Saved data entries
________

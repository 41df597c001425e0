//! Background readers that drain process output into line buffers
//!
//! Every stdout/stderr stream of a started application gets its own thread
//! which reads line by line and appends to a [`Buffer`]. Non-UTF-8 output is
//! decoded lossily instead of failing the reader.

use super::buffer::Buffer;
use crossbeam_channel::{Receiver, RecvTimeoutError};
use std::io::{self, BufRead, BufReader, ErrorKind, Read};
use std::sync::atomic::{AtomicBool, Ordering};
use std::sync::Arc;
use std::thread;
use std::time::Duration;
use tracing::{debug, error, warn};

/// How long `stop` waits for a reader before abandoning it
///
/// Kept just below the usual CI job timeout, so a remote process that never
/// closes its pipe cannot hang the whole run.
pub const READER_JOIN_TIMEOUT: Duration = Duration::from_secs(185);

/// Pause after a transient read error (non-blocking or timed-out streams)
const RETRY_SLEEP: Duration = Duration::from_millis(10);

/// Thread draining one stream into a [`Buffer`]
#[derive(Debug)]
pub struct PipeReader {
    name: String,
    stop_requested: Arc<AtomicBool>,
    done: Receiver<()>,
    thread: Option<thread::JoinHandle<()>>,
}

impl PipeReader {
    /// Start reading `source` into `buffer` on a new thread
    pub fn spawn<R>(name: impl Into<String>, source: R, buffer: Arc<Buffer>) -> io::Result<Self>
    where
        R: Read + Send + 'static,
    {
        let name = name.into();
        let stop_requested = Arc::new(AtomicBool::new(false));
        let (done_tx, done) = crossbeam_channel::bounded(1);

        let thread = thread::Builder::new().name(format!("reader-{name}")).spawn({
            let name = name.clone();
            let stop_requested = Arc::clone(&stop_requested);
            move || {
                Self::reader_thread(&name, source, &buffer, &stop_requested);
                let _ = done_tx.send(());
            }
        })?;

        Ok(Self {
            name,
            stop_requested,
            done,
            thread: Some(thread),
        })
    }

    fn reader_thread<R: Read>(name: &str, source: R, buffer: &Buffer, stop_requested: &AtomicBool) {
        let mut reader = BufReader::new(source);
        let mut raw = Vec::new();

        loop {
            match reader.read_until(b'\n', &mut raw) {
                Ok(0) => break,
                Ok(_) => {
                    if raw.ends_with(b"\n") {
                        buffer.append(decode_line(&raw));
                        raw.clear();
                    }
                }
                Err(e) if is_transient(e.kind()) => {
                    if stop_requested.load(Ordering::Acquire) {
                        break;
                    }
                    thread::sleep(RETRY_SLEEP);
                }
                Err(e) => {
                    warn!(reader = name, "read error, stopping reader: {}", e);
                    break;
                }
            }
        }

        if !raw.is_empty() {
            buffer.append(decode_line(&raw));
        }
        debug!(reader = name, "reader finished");
    }

    /// Name of the stream
    pub fn name(&self) -> &str {
        &self.name
    }

    /// Has the reader thread ended?
    pub fn is_finished(&self) -> bool {
        self.thread.as_ref().map_or(true, thread::JoinHandle::is_finished)
    }

    /// Stop the reader, waiting at most [`READER_JOIN_TIMEOUT`]
    pub fn stop(&mut self) -> bool {
        self.stop_with_timeout(READER_JOIN_TIMEOUT)
    }

    /// Stop the reader, waiting at most `timeout` for it to drain its stream
    ///
    /// Returns false if the reader had to be abandoned. Unread output is lost
    /// in that case; this is logged, never raised.
    pub fn stop_with_timeout(&mut self, timeout: Duration) -> bool {
        self.stop_requested.store(true, Ordering::Release);
        let Some(thread) = self.thread.take() else {
            return true;
        };

        match self.done.recv_timeout(timeout) {
            Ok(()) | Err(RecvTimeoutError::Disconnected) => {
                if thread.join().is_err() {
                    error!(reader = %self.name, "reader thread panicked");
                    return false;
                }
                true
            }
            Err(RecvTimeoutError::Timeout) => {
                error!(
                    reader = %self.name,
                    "reader did not finish within {:?}, abandoning it with unread output",
                    timeout
                );
                false
            }
        }
    }
}

impl Drop for PipeReader {
    fn drop(&mut self) {
        self.stop_requested.store(true, Ordering::Release);
    }
}

fn is_transient(kind: ErrorKind) -> bool {
    matches!(kind, ErrorKind::WouldBlock | ErrorKind::TimedOut | ErrorKind::Interrupted)
}

fn decode_line(raw: &[u8]) -> String {
    let mut end = raw.len();
    if end > 0 && raw[end - 1] == b'\n' {
        end -= 1;
    }
    if end > 0 && raw[end - 1] == b'\r' {
        end -= 1;
    }
    String::from_utf8_lossy(&raw[..end]).into_owned()
}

________

> About this exercise: Your reply must be the entries above, returned word for word.

> Response:
repository 41df597c001425e0
//! Background readers that drain process output into line buffers
//!
//! Every stdout/stderr stream of a started application gets its own thread
//! which reads line by line and appends to a [`Buffer`]. Non-UTF-8 output is
//! decoded lossily instead of failing the reader.

use super::buffer::Buffer;
use crossbeam_channel::{Receiver, RecvTimeoutError};
use std::io::{self, BufRead, BufReader, ErrorKind, Read};
use std::sync::atomic::{AtomicBool, Ordering};
use std::sync::Arc;
use std::thread;
use std::time::Duration;
use tracing::{debug, error, warn};

/// How long `stop` waits for a reader before abandoning it
///
/// Kept just below the usual CI job timeout, so a remote process that never
/// closes its pipe cannot hang the whole run.
pub const READER_JOIN_TIMEOUT: Duration = Duration::from_secs(185);

/// Pause after a transient read error (non-blocking or timed-out streams)
const RETRY_SLEEP: Duration = Duration::from_millis(10);

/// Thread draining one stream into a [`Buffer`]
#[derive(Debug)]
pub struct PipeReader {
    name: String,
    stop_requested: Arc<AtomicBool>,
    done: Receiver<()>,
    thread: Option<thread::JoinHandle<()>>,
}

impl PipeReader {
    /// Start reading `source` into `buffer` on a new thread
    pub fn spawn<R>(name: impl Into<String>, source: R, buffer: Arc<Buffer>) -> io::Result<Self>
    where
        R: Read + Send + 'static,
    {
        let name = name.into();
        let stop_requested = Arc::new(AtomicBool::new(false));
        let (done_tx, done) = crossbeam_channel::bounded(1);

        let thread = thread::Builder::new().name(format!("reader-{name}")).spawn({
            let name = name.clone();
            let stop_requested = Arc::clone(&stop_requested);
            move || {
                Self::reader_thread(&name, source, &buffer, &stop_requested);
                let _ = done_tx.send(());
            }
        })?;

        Ok(Self {
            name,
            stop_requested,
            done,
            thread: Some(thread),
        })
    }

    fn reader_thread<R: Read>(name: &str, source: R, buffer: &Buffer, stop_requested: &AtomicBool) {
        let mut reader = BufReader::new(source);
        let mut raw = Vec::new();

        loop {
            match reader.read_until(b'\n', &mut raw) {
                Ok(0) => break,
                Ok(_) => {
                    if raw.ends_with(b"\n") {
                        buffer.append(decode_line(&raw));
                        raw.clear();
                    }
                }
                Err(e) if is_transient(e.kind()) => {
                    if stop_requested.load(Ordering::Acquire) {
                        break;
                    }
                    thread::sleep(RETRY_SLEEP);
                }
                Err(e) => {
                    warn!(reader = name, "read error, stopping reader: {}", e);
                    break;
                }
            }
        }

        if !raw.is_empty() {
            buffer.append(decode_line(&raw));
        }
        debug!(reader = name, "reader finished");
    }

    /// Name of the stream
    pub fn name(&self) -> &str {
        &self.name
    }

    /// Has the reader thread ended?
    pub fn is_finished(&self) -> bool {
        self.thread.as_ref().map_or(true, thread::JoinHandle::is_finished)
    }

    /// Stop the reader, waiting at most [`READER_JOIN_TIMEOUT`]
    pub fn stop(&mut self) -> bool {
        self.stop_with_timeout(READER_JOIN_TIMEOUT)
    }

    /// Stop the reader, waiting at most `timeout` for it to drain its stream
    ///
    /// Returns false if the reader had to be abandoned. Unread output is lost
    /// in that case; this is logged, never raised.
    pub fn stop_with_timeout(&mut self, timeout: Duration) -> bool {
        self.stop_requested.store(true, Ordering::Release);
        let Some(thread) = self.thread.take() else {
            return true;
        };

        match self.done.recv_timeout(timeout) {
            Ok(()) | Err(RecvTimeoutError::Disconnected) => {
                if thread.join().is_err() {
                    error!(reader = %self.name, "reader thread panicked");
                    return false;
                }
                true
            }
            Err(RecvTimeoutError::Timeout) => {
                error!(
                    reader = %self.name,
                    "reader did not finish within {:?}, abandoning it with unread output",
                    timeout
                );
                false
            }
        }
    }
}

impl Drop for PipeReader {
    fn drop(&mut self) {
        self.stop_requested.store(true, Ordering::Release);
    }
}

fn is_transient(kind: ErrorKind) -> bool {
    matches!(kind, ErrorKind::WouldBlock | ErrorKind::TimedOut | ErrorKind::Interrupted)
}

fn decode_line(raw: &[u8]) -> String {
    let mut end = raw.len();
    if end > 0 && raw[end - 1] == b'\n' {
        end -= 1;
    }
    if end > 0 && raw[end - 1] == b'\r' {
        end -= 1;
    }
    String::from_utf8_lossy(&raw[..end]).into_owned()
}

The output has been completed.